▶ Stored data
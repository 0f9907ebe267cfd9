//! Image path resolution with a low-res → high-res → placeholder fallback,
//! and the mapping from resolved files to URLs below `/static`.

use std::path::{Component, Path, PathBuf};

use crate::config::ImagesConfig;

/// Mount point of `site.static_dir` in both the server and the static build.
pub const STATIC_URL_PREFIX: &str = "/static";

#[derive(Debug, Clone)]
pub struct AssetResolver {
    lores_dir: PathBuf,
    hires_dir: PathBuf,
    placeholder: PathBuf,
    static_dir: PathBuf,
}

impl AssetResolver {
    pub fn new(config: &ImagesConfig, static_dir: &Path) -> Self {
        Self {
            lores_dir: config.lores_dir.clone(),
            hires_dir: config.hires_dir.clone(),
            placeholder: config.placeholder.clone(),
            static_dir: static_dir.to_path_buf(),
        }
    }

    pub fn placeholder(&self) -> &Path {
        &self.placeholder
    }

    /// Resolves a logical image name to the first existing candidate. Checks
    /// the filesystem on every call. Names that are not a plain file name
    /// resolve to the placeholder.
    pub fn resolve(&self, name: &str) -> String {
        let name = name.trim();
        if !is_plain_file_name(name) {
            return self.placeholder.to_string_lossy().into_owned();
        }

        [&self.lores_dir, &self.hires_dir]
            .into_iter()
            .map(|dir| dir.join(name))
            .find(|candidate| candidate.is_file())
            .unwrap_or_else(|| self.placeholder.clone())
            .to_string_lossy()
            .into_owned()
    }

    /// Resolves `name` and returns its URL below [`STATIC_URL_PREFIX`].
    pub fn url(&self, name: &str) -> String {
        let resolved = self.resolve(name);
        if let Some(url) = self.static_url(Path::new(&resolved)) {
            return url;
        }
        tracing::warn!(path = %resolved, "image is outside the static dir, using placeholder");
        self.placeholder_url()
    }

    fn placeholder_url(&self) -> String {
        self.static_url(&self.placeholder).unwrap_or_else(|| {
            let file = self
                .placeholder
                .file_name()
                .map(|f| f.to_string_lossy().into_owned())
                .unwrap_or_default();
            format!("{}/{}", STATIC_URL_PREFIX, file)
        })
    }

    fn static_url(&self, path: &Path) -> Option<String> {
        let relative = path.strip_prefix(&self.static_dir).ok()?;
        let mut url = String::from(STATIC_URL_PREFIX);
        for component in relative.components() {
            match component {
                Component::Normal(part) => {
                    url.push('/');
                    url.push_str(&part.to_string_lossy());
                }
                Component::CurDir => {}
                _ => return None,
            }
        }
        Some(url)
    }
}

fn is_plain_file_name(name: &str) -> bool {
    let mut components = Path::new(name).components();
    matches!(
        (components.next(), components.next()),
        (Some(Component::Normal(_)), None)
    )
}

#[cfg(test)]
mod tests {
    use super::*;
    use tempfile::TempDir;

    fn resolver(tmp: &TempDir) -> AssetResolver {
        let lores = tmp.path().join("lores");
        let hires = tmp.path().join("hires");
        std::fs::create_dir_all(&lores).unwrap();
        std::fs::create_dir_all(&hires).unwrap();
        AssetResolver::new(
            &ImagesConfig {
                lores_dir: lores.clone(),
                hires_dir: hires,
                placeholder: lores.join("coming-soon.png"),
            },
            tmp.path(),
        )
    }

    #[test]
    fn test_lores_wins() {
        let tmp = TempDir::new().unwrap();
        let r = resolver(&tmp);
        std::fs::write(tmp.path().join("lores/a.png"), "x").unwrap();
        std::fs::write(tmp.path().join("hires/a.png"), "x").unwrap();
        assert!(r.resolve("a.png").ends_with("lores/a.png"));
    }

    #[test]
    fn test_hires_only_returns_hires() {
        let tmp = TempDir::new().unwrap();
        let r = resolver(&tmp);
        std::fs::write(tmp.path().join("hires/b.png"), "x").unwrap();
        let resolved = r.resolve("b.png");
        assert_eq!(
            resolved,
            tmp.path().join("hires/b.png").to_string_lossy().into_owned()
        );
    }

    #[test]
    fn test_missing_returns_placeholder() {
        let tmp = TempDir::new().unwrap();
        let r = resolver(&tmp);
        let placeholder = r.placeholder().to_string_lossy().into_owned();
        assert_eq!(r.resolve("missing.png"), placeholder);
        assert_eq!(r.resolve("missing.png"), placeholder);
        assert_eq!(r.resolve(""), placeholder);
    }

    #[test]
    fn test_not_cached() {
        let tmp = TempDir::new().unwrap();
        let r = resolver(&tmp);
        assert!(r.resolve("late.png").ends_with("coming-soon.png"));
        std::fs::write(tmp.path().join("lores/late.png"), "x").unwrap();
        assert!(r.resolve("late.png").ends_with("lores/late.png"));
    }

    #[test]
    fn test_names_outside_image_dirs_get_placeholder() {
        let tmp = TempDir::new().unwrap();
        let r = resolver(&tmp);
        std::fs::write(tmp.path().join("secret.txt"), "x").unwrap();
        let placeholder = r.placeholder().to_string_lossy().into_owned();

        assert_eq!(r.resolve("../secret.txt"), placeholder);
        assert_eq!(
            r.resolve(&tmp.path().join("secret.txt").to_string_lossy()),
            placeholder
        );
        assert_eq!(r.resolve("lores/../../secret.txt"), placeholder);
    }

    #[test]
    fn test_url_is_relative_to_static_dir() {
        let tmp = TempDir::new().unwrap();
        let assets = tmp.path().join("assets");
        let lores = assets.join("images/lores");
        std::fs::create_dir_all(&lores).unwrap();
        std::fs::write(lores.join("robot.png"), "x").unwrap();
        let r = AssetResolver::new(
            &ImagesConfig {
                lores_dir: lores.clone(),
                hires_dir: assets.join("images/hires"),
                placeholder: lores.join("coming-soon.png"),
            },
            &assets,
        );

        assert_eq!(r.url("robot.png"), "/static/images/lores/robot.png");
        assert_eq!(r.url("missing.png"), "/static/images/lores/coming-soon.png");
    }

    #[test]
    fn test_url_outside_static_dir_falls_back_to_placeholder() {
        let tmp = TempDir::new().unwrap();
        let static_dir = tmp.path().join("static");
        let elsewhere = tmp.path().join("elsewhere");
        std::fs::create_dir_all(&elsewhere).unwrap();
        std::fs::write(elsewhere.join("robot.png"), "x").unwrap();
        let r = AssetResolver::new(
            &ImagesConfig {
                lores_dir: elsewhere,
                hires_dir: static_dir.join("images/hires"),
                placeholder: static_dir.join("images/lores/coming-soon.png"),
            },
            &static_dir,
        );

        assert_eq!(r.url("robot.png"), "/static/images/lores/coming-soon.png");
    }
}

▶ The problem
Reproduce the entries so that each line reads exactly as it did before.

▶ Written response
repository 0f9907ebe267cfd9
//! Image path resolution with a low-res → high-res → placeholder fallback,
//! and the mapping from resolved files to URLs below `/static`.

use std::path::{Component, Path, PathBuf};

use crate::config::ImagesConfig;

/// Mount point of `site.static_dir` in both the server and the static build.
pub const STATIC_URL_PREFIX: &str = "/static";

#[derive(Debug, Clone)]
pub struct AssetResolver {
    lores_dir: PathBuf,
    hires_dir: PathBuf,
    placeholder: PathBuf,
    static_dir: PathBuf,
}

impl AssetResolver {
    pub fn new(config: &ImagesConfig, static_dir: &Path) -> Self {
        Self {
            lores_dir: config.lores_dir.clone(),
            hires_dir: config.hires_dir.clone(),
            placeholder: config.placeholder.clone(),
            static_dir: static_dir.to_path_buf(),
        }
    }

    pub fn placeholder(&self) -> &Path {
        &self.placeholder
    }

    /// Resolves a logical image name to the first existing candidate. Checks
    /// the filesystem on every call. Names that are not a plain file name
    /// resolve to the placeholder.
    pub fn resolve(&self, name: &str) -> String {
        let name = name.trim();
        if !is_plain_file_name(name) {
            return self.placeholder.to_string_lossy().into_owned();
        }

        [&self.lores_dir, &self.hires_dir]
            .into_iter()
            .map(|dir| dir.join(name))
            .find(|candidate| candidate.is_file())
            .unwrap_or_else(|| self.placeholder.clone())
            .to_string_lossy()
            .into_owned()
    }

    /// Resolves `name` and returns its URL below [`STATIC_URL_PREFIX`].
    pub fn url(&self, name: &str) -> String {
        let resolved = self.resolve(name);
        if let Some(url) = self.static_url(Path::new(&resolved)) {
            return url;
        }
        tracing::warn!(path = %resolved, "image is outside the static dir, using placeholder");
        self.placeholder_url()
    }

    fn placeholder_url(&self) -> String {
        self.static_url(&self.placeholder).unwrap_or_else(|| {
            let file = self
                .placeholder
                .file_name()
                .map(|f| f.to_string_lossy().into_owned())
                .unwrap_or_default();
            format!("{}/{}", STATIC_URL_PREFIX, file)
        })
    }

    fn static_url(&self, path: &Path) -> Option<String> {
        let relative = path.strip_prefix(&self.static_dir).ok()?;
        let mut url = String::from(STATIC_URL_PREFIX);
        for component in relative.components() {
            match component {
                Component::Normal(part) => {
                    url.push('/');
                    url.push_str(&part.to_string_lossy());
                }
                Component::CurDir => {}
                _ => return None,
            }
        }
        Some(url)
    }
}

fn is_plain_file_name(name: &str) -> bool {
    let mut components = Path::new(name).components();
    matches!(
        (components.next(), components.next()),
        (Some(Component::Normal(_)), None)
    )
}

#[cfg(test)]
mod tests {
    use super::*;
    use tempfile::TempDir;

    fn resolver(tmp: &TempDir) -> AssetResolver {
        let lores = tmp.path().join("lores");
        let hires = tmp.path().join("hires");
        std::fs::create_dir_all(&lores).unwrap();
        std::fs::create_dir_all(&hires).unwrap();
        AssetResolver::new(
            &ImagesConfig {
                lores_dir: lores.clone(),
                hires_dir: hires,
                placeholder: lores.join("coming-soon.png"),
            },
            tmp.path(),
        )
    }

    #[test]
    fn test_lores_wins() {
        let tmp = TempDir::new().unwrap();
        let r = resolver(&tmp);
        std::fs::write(tmp.path().join("lores/a.png"), "x").unwrap();
        std::fs::write(tmp.path().join("hires/a.png"), "x").unwrap();
        assert!(r.resolve("a.png").ends_with("lores/a.png"));
    }

    #[test]
    fn test_hires_only_returns_hires() {
        let tmp = TempDir::new().unwrap();
        let r = resolver(&tmp);
        std::fs::write(tmp.path().join("hires/b.png"), "x").unwrap();
        let resolved = r.resolve("b.png");
        assert_eq!(
            resolved,
            tmp.path().join("hires/b.png").to_string_lossy().into_owned()
        );
    }

    #[test]
    fn test_missing_returns_placeholder() {
        let tmp = TempDir::new().unwrap();
        let r = resolver(&tmp);
        let placeholder = r.placeholder().to_string_lossy().into_owned();
        assert_eq!(r.resolve("missing.png"), placeholder);
        assert_eq!(r.resolve("missing.png"), placeholder);
        assert_eq!(r.resolve(""), placeholder);
    }

    #[test]
    fn test_not_cached() {
        let tmp = TempDir::new().unwrap();
        let r = resolver(&tmp);
        assert!(r.resolve("late.png").ends_with("coming-soon.png"));
        std::fs::write(tmp.path().join("lores/late.png"), "x").unwrap();
        assert!(r.resolve("late.png").ends_with("lores/late.png"));
    }

    #[test]
    fn test_names_outside_image_dirs_get_placeholder() {
        let tmp = TempDir::new().unwrap();
        let r = resolver(&tmp);
        std::fs::write(tmp.path().join("secret.txt"), "x").unwrap();
        let placeholder = r.placeholder().to_string_lossy().into_owned();

        assert_eq!(r.resolve("../secret.txt"), placeholder);
        assert_eq!(
            r.resolve(&tmp.path().join("secret.txt").to_string_lossy()),
            placeholder
        );
        assert_eq!(r.resolve("lores/../../secret.txt"), placeholder);
    }

    #[test]
    fn test_url_is_relative_to_static_dir() {
        let tmp = TempDir::new().unwrap();
        let assets = tmp.path().join("assets");
        let lores = assets.join("images/lores");
        std::fs::create_dir_all(&lores).unwrap();
        std::fs::write(lores.join("robot.png"), "x").unwrap();
        let r = AssetResolver::new(
            &ImagesConfig {
                lores_dir: lores.clone(),
                hires_dir: assets.join("images/hires"),
                placeholder: lores.join("coming-soon.png"),
            },
            &assets,
        );

        assert_eq!(r.url("robot.png"), "/static/images/lores/robot.png");
        assert_eq!(r.url("missing.png"), "/static/images/lores/coming-soon.png");
    }

    #[test]
    fn test_url_outside_static_dir_falls_back_to_placeholder() {
        let tmp = TempDir::new().unwrap();
        let static_dir = tmp.path().join("static");
        let elsewhere = tmp.path().join("elsewhere");
        std::fs::create_dir_all(&elsewhere).unwrap();
        std::fs::write(elsewhere.join("robot.png"), "x").unwrap();
        let r = AssetResolver::new(
            &ImagesConfig {
                lores_dir: elsewhere,
                hires_dir: static_dir.join("images/hires"),
                placeholder: static_dir.join("images/lores/coming-soon.png"),
            },
            &static_dir,
        );

        assert_eq!(r.url("robot.png"), "/static/images/lores/coming-soon.png");
    }
}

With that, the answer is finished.